4:30pm Saturday – packraft ½ mile to Island officially owned by Nunavut, camp on island
9:30am Sunday – packraft back to mainland, drive back to Boston taking 400-km gravel North Road detour
9am Monday – arrive in Boston
It turns out that Nunavut, the most remote and least-populated province in Canada, is actually accessible from Boston in a weekend of driving and packrafting! Nunavut officially owns all islands in James Bay and Hudson Bay, and after some satellite-image searching Matthew and I discovered an island only ½ mile off the coast of Quebec near the Cree village of Chisasibi. Chisasibi is connected to southern Quebec by the James Bay Road, and is a mere 21-hour drive from Boston. James Bay Road is famous as the second-longest stretch of road without services in North America (~600km long with only one gas station in the middle at km 381), and Chisasibi is at the very end of it.

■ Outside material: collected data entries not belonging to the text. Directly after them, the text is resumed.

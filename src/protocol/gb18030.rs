//! # GB18030 Encoding
//!
//! Converts Unicode strings to GB18030 multi-byte encoding for label text.
//!
//! The supported printer firmware expects command lines in GB18030, so CJK
//! and Latin content share one label without codepage switches. ASCII
//! (U+0000–U+007F) passes through unchanged; other characters become 2- or
//! 4-byte sequences.
//!
//! GB18030 covers all of Unicode except U+E5E5, the one code point the
//! encoding reserves, so in practice [`encode`] fails only on that
//! character. Failures never produce partial output: the caller gets the
//! error and nothing was written anywhere.

use encoding_rs::GB18030;
use thiserror::Error;

/// A character in label text has no GB18030 byte sequence.
#[derive(Debug, Clone, PartialEq, Eq, Error)]
#[error("Character {character:?} has no GB18030 encoding")]
pub struct EncodingError {
    /// The first character that failed to encode.
    pub character: char,
}

/// Encode a Unicode string as GB18030 bytes.
///
/// - ASCII: passed through as-is (GB18030 is ASCII-compatible)
/// - Other characters: 2- or 4-byte GB18030 sequences
/// - Unencodable input: `Err` naming the first offending character
///
/// ## Example
///
/// ```
/// use etiqueta::protocol::gb18030::encode;
///
/// assert_eq!(encode("CLS").unwrap(), b"CLS");
/// assert_eq!(encode("中").unwrap(), vec![0xD6, 0xD0]);
/// ```
pub fn encode(text: &str) -> Result<Vec<u8>, EncodingError> {
    if text.is_ascii() {
        return Ok(text.as_bytes().to_vec());
    }

    let (bytes, _, had_unmappable) = GB18030.encode(text);
    if had_unmappable {
        return Err(EncodingError {
            character: first_unmappable(text),
        });
    }
    Ok(bytes.into_owned())
}

/// Walk the input again to name the character the encoder flagged.
fn first_unmappable(text: &str) -> char {
    let mut buf = [0u8; 4];
    text.chars()
        .find(|ch| GB18030.encode(ch.encode_utf8(&mut buf)).2)
        .unwrap_or(char::REPLACEMENT_CHARACTER)
}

Our Dad flew into town for the weekend and we left Boston Friday afternoon, rotating drivers and arriving in Chisasibi Saturday afternoon. Despite temperatures in the mid 30s F, light rain, and sleet, we set off into the Arctic Ocean in packrafts and made it to Nunavut Saturday evening. We camped on the island and paddled back to Quebec Sunday morning. On the drive back, we took the North Road, another famous long road up there. It’s 400km of gravel, probably the longest gravel road outside of Alaska and Yukon. Somehow we managed to get back to Boston at 9am Monday, just in time to return the car a day early, and for Matthew to catch his 11am class.